The accident happened when the brakes of a descending elevator carrying the 10 workers failed, the Associated Press reported yesterday.

The $1.2 billion San Roque multipurpose dam here, about 200 km north of Manila, is designed to generate 345 megawatts of electricity, control floods and irrigate 87,000 hectares of farmland. It is expected to become one of Asia’s biggest.

The dam, which is expected to uproot hundreds of indigenous families depending on upland agriculture, is designed and built by New York-based Raytheon Engineers and Constructors, Inc. and will be run by San Roque Power Corp., a consortium that includes Sithe Energies of the United States and Japan’s Marubeni Corp. and Kansai Electric Corp.
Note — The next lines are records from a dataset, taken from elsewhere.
//! ANSI color helper utilities for terminal output.

use crate::models::status::Emphasis;

pub const RESET: &str = "\x1b[0m";

pub const GREY: &str = "\x1b[90m";

pub const RED: &str = "\x1b[31m";
pub const GREEN: &str = "\x1b[32m";

pub const YELLOW: &str = "\x1b[33m";
pub const BLUE: &str = "\x1b[34m";
pub const CYAN: &str = "\x1b[36m";

/// Status emphasis:
/// warning → red, info → blue, neutral → reset
pub fn color_for_emphasis(emphasis: Emphasis) -> &'static str {
    match emphasis {
        Emphasis::Warning => RED,
        Emphasis::Info => BLUE,
        Emphasis::Neutral => RESET,
    }
}

/// Balance color:
/// \>0 → green
/// \<0 → red
/// 0 → reset
pub fn color_for_balance(value: f64) -> &'static str {
    if value > 0.0 {
        GREEN
    } else if value < 0.0 {
        RED
    } else {
        RESET
    }
}

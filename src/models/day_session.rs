use super::integrity::IntegrityWarning;
use super::punch_kind::PunchKind;
use chrono::{DateTime, NaiveDate, Utc};
use serde::{Deserialize, Serialize};

/// One employee-local calendar day resolved to at most one punch per kind.
///
/// A projection of the punch log: never the source of truth, recomputed on
/// demand.
#[derive(Debug, Clone, PartialEq, Serialize, Deserialize)]
pub struct DaySession {
    pub date: NaiveDate,
    pub entry: Option<DateTime<Utc>>,
    pub lunch_out: Option<DateTime<Utc>>,
    pub lunch_return: Option<DateTime<Utc>>,
    pub exit: Option<DateTime<Utc>>,
    pub worked_hours: f64,
    #[serde(default)]
    pub overtime_hours: f64,
    #[serde(default)]
    pub shortfall_hours: f64,
    #[serde(default, skip_serializing_if = "Vec::is_empty")]
    pub warnings: Vec<IntegrityWarning>,
}

impl DaySession {
    pub fn new(date: NaiveDate) -> Self {
        Self {
            date,
            entry: None,
            lunch_out: None,
            lunch_return: None,
            exit: None,
            worked_hours: 0.0,
            overtime_hours: 0.0,
            shortfall_hours: 0.0,
            warnings: Vec::new(),
        }
    }

    pub fn slot(&self, kind: PunchKind) -> Option<DateTime<Utc>> {
        match kind {
            PunchKind::Entry => self.entry,
            PunchKind::LunchOut => self.lunch_out,
            PunchKind::LunchReturn => self.lunch_return,
            PunchKind::Exit => self.exit,
        }
    }

    /// Store `ts` in the slot for `kind`, returning what was there before.
    pub fn set_slot(&mut self, kind: PunchKind, ts: DateTime<Utc>) -> Option<DateTime<Utc>> {
        let slot = match kind {
            PunchKind::Entry => &mut self.entry,
            PunchKind::LunchOut => &mut self.lunch_out,
            PunchKind::LunchReturn => &mut self.lunch_return,
            PunchKind::Exit => &mut self.exit,
        };
        slot.replace(ts)
    }

    pub fn is_complete(&self) -> bool {
        self.entry.is_some() && self.exit.is_some()
    }

    pub fn punch_count(&self) -> usize {
        PunchKind::ALL
            .iter()
            .filter(|k| self.slot(**k).is_some())
            .count()
    }
}
pub mod config;
pub mod days;
pub mod export;
pub mod init;
pub mod log;
pub mod payroll;
pub mod punch;
pub mod schedule;
pub mod status;
pub fn home(layout: &Layout, posts: &Page<PostCard>, categories: &[Category], search: &str) -> String {
    let (heading, empty, query) = if search.is_empty() {
        ("Latest posts".to_string(), "No posts yet.".to_string(), String::new())
    } else {
        (
            format!("Results for “{}”", search),
            format!("No posts match “{}”.", search),
            format!("search={}", encode_component(search)),
        )
    };

    let body = format!(
        r#"<form method="get" action="/" class="search">
      <input type="text" name="search" value="{search}" placeholder="Search posts...">
      <button type="submit">Search</button>
    </form>
    <h1>{heading}</h1>
    {grid}
    {pagination}
    {categories}"#,
        search = escape_html(search),
        heading = escape_html(&heading),
        grid = card_grid(&posts.items, &empty),
        pagination = pagination_nav(&posts.info, &query),
        categories = category_links(categories),
    );
    page(layout, "Home", &body)
}

pub fn explore(
    layout: &Layout,
    trending: &[PostCard],
    popular: &[PostCard],
    categories: &[CategoryWithCount],
) -> String {
    let category_items: String = categories
        .iter()
        .map(|c| {
            format!(
                r#"<li><a href="/category/{}/">{}</a> <span class="meta">({} posts)</span></li>"#,
                c.category.slug,
                escape_html(&c.category.name),
                c.post_count
            )
        })
        .collect();

    let body = format!(
        r#"<h1>Explore</h1>
    <section><h2>Trending</h2>{trending}</section>
    <section><h2>Most liked</h2>{popular}</section>
    <section><h2>Categories</h2><ul>{category_items}</ul></section>"#,
        trending = card_grid(trending, "Nothing trending yet."),
        popular = card_grid(popular, "No liked posts yet."),
    );
    page(layout, "Explore", &body)
}

/// Everything the post page shows.
pub struct PostDetail<'a> {
    pub card: &'a PostCard,
    pub tags: &'a [Tag],
    pub related: &'a [PostCard],
    pub comments: &'a [CommentWithAuthor],
    pub liked: bool,
    pub viewer: Option<&'a User>,
}

fn comment_html(comment: &CommentWithAuthor, viewer: Option<&User>) -> String {
    let delete = match viewer {
        Some(user) if comment.comment.is_authored_by(user) => format!(
            r#"<form method="post" action="/comment/{}/delete/" class="inline"><button type="submit" class="link">Delete</button></form>"#,
            comment.comment.id
        ),
        _ => String::new(),
    };
    format!(
        r#"<li class="comment" id="comment-{id}">
        <p class="meta"><strong>{author}</strong> &middot; {date} {delete}</p>
        {content}
      </li>"#,
        id = comment.comment.id,
        author = escape_html(&comment.author_username),
        date = format_date(&comment.comment.created_at),
        content = linebreaks(&comment.comment.content),
        delete = delete,
    )
}

const LIKE_SCRIPT: &str = r#"
document.querySelectorAll('[data-like-url]').forEach(function (button) {
  button.addEventListener('click', function () {
    fetch(button.dataset.likeUrl, { method: 'POST', credentials: 'same-origin' })
      .then(function (res) {
        if (res.redirected || !res.ok) { window.location = '/accounts/login/?next=' + encodeURIComponent(window.location.pathname); return null; }
        return res.json();
      })
      .then(function (data) {
        if (!data) { return; }
        button.textContent = (data.liked ? 'Unlike' : 'Like') + ' (' + data.total_likes + ')';
      });
  });
});
"#;
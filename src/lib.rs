//! BlogHub - a server-rendered blogging site on axum and PostgreSQL

pub mod config;
pub mod db;
pub mod error;
pub mod forms;
pub mod logging;
pub mod pagination;
pub mod passwords;
pub mod routes;
pub mod session;
pub mod uploads;
pub mod views;

use axum::{
    middleware,
    routing::{get, post},
    Router,
};
use std::net::SocketAddr;
use tower_http::{
    compression::CompressionLayer, limit::RequestBodyLimitLayer, services::ServeDir,
    trace::TraceLayer,
};

use crate::config::CONFIG;
use crate::error::AppError;
use crate::routes::{accounts, blog, health};

async fn not_found() -> AppError {
    AppError::NotFound
}

/// Create and configure the application router.
pub fn create_app() -> Router {
    Router::new()
        .route("/", get(blog::home))
        .route("/explore/", get(blog::explore))
        .route("/create/", get(blog::create_form).post(blog::create_submit))
        .route("/my-posts/", get(blog::my_posts))
        .route("/category/{slug}/", get(blog::category_posts))
        .route("/post/{slug}/", get(blog::post_detail))
        .route(
            "/post/{slug}/edit/",
            get(blog::edit_form).post(blog::edit_submit),
        )
        .route(
            "/post/{slug}/delete/",
            get(blog::delete_confirm).post(blog::delete_submit),
        )
        .route("/post/{slug}/like/", post(blog::post_like))
        .route(
            "/post/{slug}/comment/",
            get(blog::comment_redirect).post(blog::add_comment),
        )
        .route("/comment/{id}/delete/", post(blog::delete_comment))
        .route(
            "/accounts/signup/",
            get(accounts::signup_form).post(accounts::signup_submit),
        )
        .route(
            "/accounts/login/",
            get(accounts::login_form).post(accounts::login_submit),
        )
        .route(
            "/accounts/logout/",
            get(accounts::logout).post(accounts::logout),
        )
        .route("/accounts/profile/", get(accounts::profile))
        .route(
            "/accounts/profile/edit/",
            get(accounts::profile_edit_form).post(accounts::profile_edit_submit),
        )
        .route("/health", get(health::health_ping))
        .route("/health/database", get(health::health_database))
        .route("/health/ready", get(health::health_ready))
        .nest_service("/media", ServeDir::new(&CONFIG.media_root))
        .fallback(not_found)
        .layer(logging::middleware::propagate_request_id_layer())
        .layer(middleware::from_fn(logging::middleware::log_request))
        .layer(logging::middleware::request_id_layer())
        .layer(TraceLayer::new_for_http())
        // Compress responses with gzip/br/zstd automatically
        .layer(CompressionLayer::new())
        // Caps multipart uploads; individual images are limited separately
        .layer(RequestBodyLimitLayer::new(CONFIG.max_body_bytes))
}

/// Run the server (used by main).
pub async fn run() {
    dotenvy::dotenv().ok();

    // Dropping the guards stops the background log writers.
    let _log_guards = logging::init(&CONFIG);

    health::init_start_time();

    // Refuse to start in production with the published default secret.
    if CONFIG.is_production() && CONFIG.has_insecure_secret() {
        panic!(
            "FATAL: SESSION_SECRET must be set to a secure, unique value in production. \
             Refusing to start with the default secret."
        );
    }
    if CONFIG.is_production() && !CONFIG.secure_cookies {
        tracing::warn!("SECURE_COOKIES is off in production; session cookies will be sent over plain HTTP");
    }

    if std::env::var("DATABASE_URL").is_ok() {
        match db::init_pool(None).await {
            Ok(pool) => {
                if let Err(e) = db::run_migrations(&pool).await {
                    tracing::error!("Failed to run database migrations: {}", e);
                }
                match db::sessions::purge_expired(&pool).await {
                    Ok(purged) if purged > 0 => tracing::info!("Purged {} expired sessions", purged),
                    Ok(_) => {}
                    Err(e) => tracing::warn!("Failed to purge expired sessions: {}", e),
                }
            }
            Err(e) => {
                tracing::warn!(
                    "Failed to initialize database pool: {}. Pages will return 503 until it is available.",
                    e
                );
            }
        }
    } else {
        tracing::warn!("DATABASE_URL not set. Running without database connection.");
    }

    let app = create_app();

    let addr: SocketAddr = CONFIG
        .bind_addr()
        .parse()
        .expect("Invalid HOST/PORT configuration");
    tracing::info!("Starting {} on {}", CONFIG.site_name, addr);

    let listener = tokio::net::TcpListener::bind(addr)
        .await
        .expect("Failed to bind to address");

    axum::serve(
        listener,
        app.into_make_service_with_connect_info::<SocketAddr>(),
    )
    .await
    .expect("Server error");
}

#[cfg(test)]
mod tests {
    use super::*;
    use axum::body::Body;
    use axum::http::{Request, StatusCode};
    use tower::ServiceExt;

    #[tokio::test]
    async fn test_unknown_path_renders_404_page() {
        let res = create_app()
            .oneshot(Request::get("/no/such/page").body(Body::empty()).unwrap())
            .await
            .unwrap();
        assert_eq!(res.status(), StatusCode::NOT_FOUND);
        let body = axum::body::to_bytes(res.into_body(), usize::MAX).await.unwrap();
        assert!(String::from_utf8_lossy(&body).contains("Page not found"));
    }

    #[tokio::test]
    async fn test_missing_media_is_404() {
        let res = create_app()
            .oneshot(
                Request::get("/media/blog/missing.png")
                    .body(Body::empty())
                    .unwrap(),
            )
            .await
            .unwrap();
        assert_eq!(res.status(), StatusCode::NOT_FOUND);
    }

    #[tokio::test]
    async fn test_responses_carry_request_id() {
        let res = create_app()
            .oneshot(Request::get("/health").body(Body::empty()).unwrap())
            .await
            .unwrap();
        assert_eq!(res.status(), StatusCode::OK);
        assert!(res.headers().contains_key("x-request-id"));
    }
}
Japan’s Export-Import Bank is financing the project.

The dam is the third to be built along the Agno River. The two existing dams – Ambuklao and Angat – forced hundreds of Ibalois and other indigenous families to relocate almost 50 years ago.

The project has been opposed by local farmers, the Cordillera People’s Alliance (CPA), environmentalists and other groups.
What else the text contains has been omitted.